Well, the airlines wouldn’t be doing any of this if it wasn’t profitable. But consider this: In a recent customer satisfaction index published by the University of Michigan, most airlines ranked BELOW the Internal Revenue Service.
The sole exception? Southwest Airlines. And what does Wall St. want Southwest to do? You guessed it: Reduce capacity, don’t expand too quickly, and squeeze more passengers onto the planes they already have.
ARE PASSENGERS PART OF THE PROBLEM?
To an extent, you can blame the passengers. After all, what can we expect from an incredibly cheap flight? The moon? But at FareCompare.com, we think most passengers get it. They can deal with purchasing airline food, they can live with paying for curbside checking, they can endure a few delays. But why should a cheap flight mean 7-hours of sitting in a metal cylinder with no air-conditioning? And forget customer service, we’re talking basic human rights when it comes to excrement in the aisles.
It doesn’t happen often, that’s true. But should it happen at all? And when it does, is a voucher for a few hundred bucks going to erase the memory of the stench??
THE GOOD OLD DAYS ARE GONE
Remember what it was like BEFORE deregulation? Prices were fixed, so the only way airlines could stand out WAS customer service. Remember talking about this?
- Which airline had the best food?
- Which flight attendants had the cutest uniforms?
- Who gave the kids the most entertaining toys?
- Who had the slickest looking stationery? [Well, this was before the age of the internet]
OR, ARE THEY GONE? HELLO, VIRGIN AMERICA!
That sly dog, Richard Branson, of balloons and billions fame, IS paying attention to customer service. In August, Virgin America takes to the skies, and the planes will feature seats with plugs for laptops, on-screen menus for ordering fresh food when you want it, and even mood lighting in the cabin (oh, Richard, you romantic!).
But for those of us who aren’t flying Virgin, what DO we do?
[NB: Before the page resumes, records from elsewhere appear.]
//! User repository
//!
//! Users are always fetched together with their role name so the rest
//! of the application never has to resolve role IDs by hand.

use anyhow::Result;
use async_trait::async_trait;
use chrono::Utc;
use sqlx::{MySqlPool, Row, SqlitePool};

use crate::config::DatabaseDriver;
use crate::db::DynDatabasePool;
use crate::models::User;

/// Fields needed to insert a new user
pub struct NewUser {
    pub username: String,
    pub email: String,
    pub password_hash: String,
    pub role_id: i64,
    pub first_name: Option<String>,
    pub last_name: Option<String>,
    pub about: Option<String>,
}

/// User repository trait
#[async_trait]
pub trait UserRepository: Send + Sync {
    /// Insert a new user and return the stored record
    async fn create(&self, user: &NewUser) -> Result<User>;

    /// Get a user by ID
    async fn get_by_id(&self, id: i64) -> Result<Option<User>>;

    /// Get a user by exact username
    async fn get_by_username(&self, username: &str) -> Result<Option<User>>;

    /// Get a user by exact email
    async fn get_by_email(&self, email: &str) -> Result<Option<User>>;

    /// List users, optionally filtered by a case-insensitive substring
    /// match over username and first/last names
    async fn list(&self, search: Option<&str>) -> Result<Vec<User>>;

    /// Persist editable fields of a user; returns false if missing
    async fn update(&self, user: &User) -> Result<bool>;

    /// Delete a user; returns false if missing
    async fn delete(&self, id: i64) -> Result<bool>;

    /// Count users holding the given role
    async fn count_with_role(&self, role_name: &str) -> Result<i64>;
}

/// sqlx-backed user repository
pub struct SqlxUserRepository {
    pool: DynDatabasePool,
}

impl SqlxUserRepository {
    pub fn new(pool: DynDatabasePool) -> Self {
        Self { pool }
    }
}

#[async_trait]
impl UserRepository for SqlxUserRepository {
    async fn create(&self, user: &NewUser) -> Result<User> {
        match self.pool.driver() {
            DatabaseDriver::Sqlite => create_sqlite(self.pool.as_sqlite().unwrap(), user).await,
            DatabaseDriver::Mysql => create_mysql(self.pool.as_mysql().unwrap(), user).await,
        }
    }

    async fn get_by_id(&self, id: i64) -> Result<Option<User>> {
        match self.pool.driver() {
            DatabaseDriver::Sqlite => get_by_id_sqlite(self.pool.as_sqlite().unwrap(), id).await,
            DatabaseDriver::Mysql => get_by_id_mysql(self.pool.as_mysql().unwrap(), id).await,
        }
    }

    async fn get_by_username(&self, username: &str) -> Result<Option<User>> {
        match self.pool.driver() {
            DatabaseDriver::Sqlite => {
                get_by_username_sqlite(self.pool.as_sqlite().unwrap(), username).await
            }
            DatabaseDriver::Mysql => {
                get_by_username_mysql(self.pool.as_mysql().unwrap(), username).await
            }
        }
    }

    async fn get_by_email(&self, email: &str) -> Result<Option<User>> {
        match self.pool.driver() {
            DatabaseDriver::Sqlite => {
                get_by_email_sqlite(self.pool.as_sqlite().unwrap(), email).await
            }
            DatabaseDriver::Mysql => get_by_email_mysql(self.pool.as_mysql().unwrap(), email).await,
        }
    }

    async fn list(&self, search: Option<&str>) -> Result<Vec<User>> {
        match self.pool.driver() {
            DatabaseDriver::Sqlite => list_sqlite(self.pool.as_sqlite().unwrap(), search).await,
            DatabaseDriver::Mysql => list_mysql(self.pool.as_mysql().unwrap(), search).await,
        }
    }

    async fn update(&self, user: &User) -> Result<bool> {
        match self.pool.driver() {
            DatabaseDriver::Sqlite => update_sqlite(self.pool.as_sqlite().unwrap(), user).await,
            DatabaseDriver::Mysql => update_mysql(self.pool.as_mysql().unwrap(), user).await,
        }
    }

    async fn delete(&self, id: i64) -> Result<bool> {
        match self.pool.driver() {
            DatabaseDriver::Sqlite => delete_sqlite(self.pool.as_sqlite().unwrap(), id).await,
            DatabaseDriver::Mysql => delete_mysql(self.pool.as_mysql().unwrap(), id).await,
        }
    }

    async fn count_with_role(&self, role_name: &str) -> Result<i64> {
        match self.pool.driver() {
            DatabaseDriver::Sqlite => {
                count_with_role_sqlite(self.pool.as_sqlite().unwrap(), role_name).await
            }
            DatabaseDriver::Mysql => {
                count_with_role_mysql(self.pool.as_mysql().unwrap(), role_name).await
            }
        }
    }
}

const SELECT_USER: &str = "SELECT u.id, u.username, u.email, u.password_hash, u.role_id, \
     r.name AS role_name, u.first_name, u.last_name, u.about, u.created_at, u.updated_at \
     FROM users u JOIN roles r ON u.role_id = r.id";

fn user_from_sqlite_row(row: &sqlx::sqlite::SqliteRow) -> User {
    User {
        id: row.get("id"),
        username: row.get("username"),
        email: row.get("email"),
        password_hash: row.get("password_hash"),
        role_id: row.get("role_id"),
        role: row.get("role_name"),
        first_name: row.get("first_name"),
        last_name: row.get("last_name"),
        about: row.get("about"),
        created_at: row.get("created_at"),
        updated_at: row.get("updated_at"),
    }
}

fn user_from_mysql_row(row: &sqlx::mysql::MySqlRow) -> User {
    User {
        id: row.get("id"),
        username: row.get("username"),
        email: row.get("email"),
        password_hash: row.get("password_hash"),
        role_id: row.get("role_id"),
        role: row.get("role_name"),
        first_name: row.get("first_name"),
        last_name: row.get("last_name"),
        about: row.get("about"),
        created_at: row.get("created_at"),
        updated_at: row.get("updated_at"),
    }
}

// SQLite implementations

async fn create_sqlite(pool: &SqlitePool, user: &NewUser) -> Result<User> {
    let now = Utc::now();
    let result = sqlx::query(
        "INSERT INTO users (username, email, password_hash, role_id, first_name, last_name, about, created_at, updated_at) \
         VALUES (?, ?, ?, ?, ?, ?, ?, ?, ?)",
    )
    .bind(&user.username)
    .bind(&user.email)
    .bind(&user.password_hash)
    .bind(user.role_id)
    .bind(&user.first_name)
    .bind(&user.last_name)
    .bind(&user.about)
    .bind(now)
    .bind(now)
    .execute(pool)
    .await?;

    let id = result.last_insert_rowid();
    let created = get_by_id_sqlite(pool, id)
        .await?
        .ok_or_else(|| anyhow::anyhow!("User {} missing after insert", id))?;
    Ok(created)
}

async fn get_by_id_sqlite(pool: &SqlitePool, id: i64) -> Result<Option<User>> {
    let row = sqlx::query(&format!("{} WHERE u.id = ?", SELECT_USER))
        .bind(id)
        .fetch_optional(pool)
        .await?;
    Ok(row.map(|r| user_from_sqlite_row(&r)))
}

async fn get_by_username_sqlite(pool: &SqlitePool, username: &str) -> Result<Option<User>> {
    let row = sqlx::query(&format!("{} WHERE u.username = ?", SELECT_USER))
        .bind(username)
        .fetch_optional(pool)
        .await?;
    Ok(row.map(|r| user_from_sqlite_row(&r)))
}

async fn get_by_email_sqlite(pool: &SqlitePool, email: &str) -> Result<Option<User>> {
    let row = sqlx::query(&format!("{} WHERE u.email = ?", SELECT_USER))
        .bind(email)
        .fetch_optional(pool)
        .await?;
    Ok(row.map(|r| user_from_sqlite_row(&r)))
}

async fn list_sqlite(pool: &SqlitePool, search: Option<&str>) -> Result<Vec<User>> {
    let rows = match search {
        Some(term) => {
            let pattern = format!("%{}%", term.to_lowercase());
            sqlx::query(&format!(
                "{} WHERE LOWER(u.username) LIKE ? OR LOWER(u.first_name) LIKE ? \
                 OR LOWER(u.last_name) LIKE ? ORDER BY u.username",
                SELECT_USER
            ))
            .bind(&pattern)
            .bind(&pattern)
            .bind(&pattern)
            .fetch_all(pool)
            .await?
        }
        None => {
            sqlx::query(&format!("{} ORDER BY u.username", SELECT_USER))
                .fetch_all(pool)
                .await?
        }
    };
    Ok(rows.iter().map(user_from_sqlite_row).collect())
}

async fn update_sqlite(pool: &SqlitePool, user: &User) -> Result<bool> {
    let result = sqlx::query(
        "UPDATE users SET username = ?, email = ?, password_hash = ?, role_id = ?, \
         first_name = ?, last_name = ?, about = ?, updated_at = ? WHERE id = ?",
    )
    .bind(&user.username)
    .bind(&user.email)
    .bind(&user.password_hash)
    .bind(user.role_id)
    .bind(&user.first_name)
    .bind(&user.last_name)
    .bind(&user.about)
    .bind(Utc::now())
    .bind(user.id)
    .execute(pool)
    .await?;
    Ok(result.rows_affected() > 0)
}

async fn delete_sqlite(pool: &SqlitePool, id: i64) -> Result<bool> {
    let result = sqlx::query("DELETE FROM users WHERE id = ?")
        .bind(id)
        .execute(pool)
        .await?;
    Ok(result.rows_affected() > 0)
}

async fn count_with_role_sqlite(pool: &SqlitePool, role_name: &str) -> Result<i64> {
    let row = sqlx::query(
        "SELECT COUNT(*) AS total FROM users u JOIN roles r ON u.role_id = r.id WHERE r.name = ?",
    )
    .bind(role_name)
    .fetch_one(pool)
    .await?;
    Ok(row.get("total"))
}

// MySQL implementations

async fn create_mysql(pool: &MySqlPool, user: &NewUser) -> Result<User> {
    let now = Utc::now();
    let result = sqlx::query(
        "INSERT INTO users (username, email, password_hash, role_id, first_name, last_name, about, created_at, updated_at) \
         VALUES (?, ?, ?, ?, ?, ?, ?, ?, ?)",
    )
    .bind(&user.username)
    .bind(&user.email)
    .bind(&user.password_hash)
    .bind(user.role_id)
    .bind(&user.first_name)
    .bind(&user.last_name)
    .bind(&user.about)
    .bind(now)
    .bind(now)
    .execute(pool)
    .await?;

    let id = result.last_insert_id() as i64;
    let created = get_by_id_mysql(pool, id)
        .await?
        .ok_or_else(|| anyhow::anyhow!("User {} missing after insert", id))?;
    Ok(created)
}

async fn get_by_id_mysql(pool: &MySqlPool, id: i64) -> Result<Option<User>> {
    let row = sqlx::query(&format!("{} WHERE u.id = ?", SELECT_USER))
        .bind(id)
        .fetch_optional(pool)
        .await?;
    Ok(row.map(|r| user_from_mysql_row(&r)))
}

async fn get_by_username_mysql(pool: &MySqlPool, username: &str) -> Result<Option<User>> {
    let row = sqlx::query(&format!("{} WHERE u.username = ?", SELECT_USER))
        .bind(username)
        .fetch_optional(pool)
        .await?;
    Ok(row.map(|r| user_from_mysql_row(&r)))
}

async fn get_by_email_mysql(pool: &MySqlPool, email: &str) -> Result<Option<User>> {
    let row = sqlx::query(&format!("{} WHERE u.email = ?", SELECT_USER))
        .bind(email)
        .fetch_optional(pool)
        .await?;
    Ok(row.map(|r| user_from_mysql_row(&r)))
}

async fn list_mysql(pool: &MySqlPool, search: Option<&str>) -> Result<Vec<User>> {
    let rows = match search {
        Some(term) => {
            let pattern = format!("%{}%", term.to_lowercase());
            sqlx::query(&format!(
                "{} WHERE LOWER(u.username) LIKE ? OR LOWER(u.first_name) LIKE ? \
                 OR LOWER(u.last_name) LIKE ? ORDER BY u.username",
                SELECT_USER
            ))
            .bind(&pattern)
            .bind(&pattern)
            .bind(&pattern)
            .fetch_all(pool)
            .await?
        }
        None => {
            sqlx::query(&format!("{} ORDER BY u.username", SELECT_USER))
                .fetch_all(pool)
                .await?
        }
    };
    Ok(rows.iter().map(user_from_mysql_row).collect())
}

async fn update_mysql(pool: &MySqlPool, user: &User) -> Result<bool> {
    let result = sqlx::query(
        "UPDATE users SET username = ?, email = ?, password_hash = ?, role_id = ?, \
         first_name = ?, last_name = ?, about = ?, updated_at = ? WHERE id = ?",
    )
    .bind(&user.username)
    .bind(&user.email)
    .bind(&user.password_hash)
    .bind(user.role_id)
    .bind(&user.first_name)
    .bind(&user.last_name)
    .bind(&user.about)
    .bind(Utc::now())
    .bind(user.id)
    .execute(pool)
    .await?;
    Ok(result.rows_affected() > 0)
}

async fn delete_mysql(pool: &MySqlPool, id: i64) -> Result<bool> {
    let result = sqlx::query("DELETE FROM users WHERE id = ?")
        .bind(id)
        .execute(pool)
        .await?;
    Ok(result.rows_affected() > 0)
}

async fn count_with_role_mysql(pool: &MySqlPool, role_name: &str) -> Result<i64> {
    let row = sqlx::query(
        "SELECT COUNT(*) AS total FROM users u JOIN roles r ON u.role_id = r.id WHERE r.name = ?",
    )
    .bind(role_name)
    .fetch_one(pool)
    .await?;
    Ok(row.get("total"))
}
Hope that all the YouTubers and bloggers with their graphic pictures and posts of terrible flights will somehow shame the airlines into apologies, at least until Paris Hilton does something loony again, and the media attention moves on?
FARECOMPARE IS ON YOUR SIDE
We at FareCompare.com are monitoring this situation. We care deeply about the issue of customer service and passengers rights. For the moment it seems, Wall St. believes customer service doesn’t pay. But, that may depend on the passengers: what are they willing to put up with for a really cheap flight?
What are YOU willing to endure?






I could not agree with you more. Based on a year of negative experiences I avoid fying on USAir to the greatest extent possible. I don’t care of it costs more, I will fly Virgin America whenever possible.
Comment by Anna — November 21, 2007 @ 1:06 pm
I just had an extremely disappointing experience with Virgin Atlantic (no apology for making me miss my connection by not telling me they had left my bag behind, plus an astounding array of non-information re: my missing bag) and a fine experience with Delta (a 4-hr in-plane delay due to weather, but they communicated with us throughout and even staged a trivia game). I guess the moral of the story is that every airline drops the ball sometimes.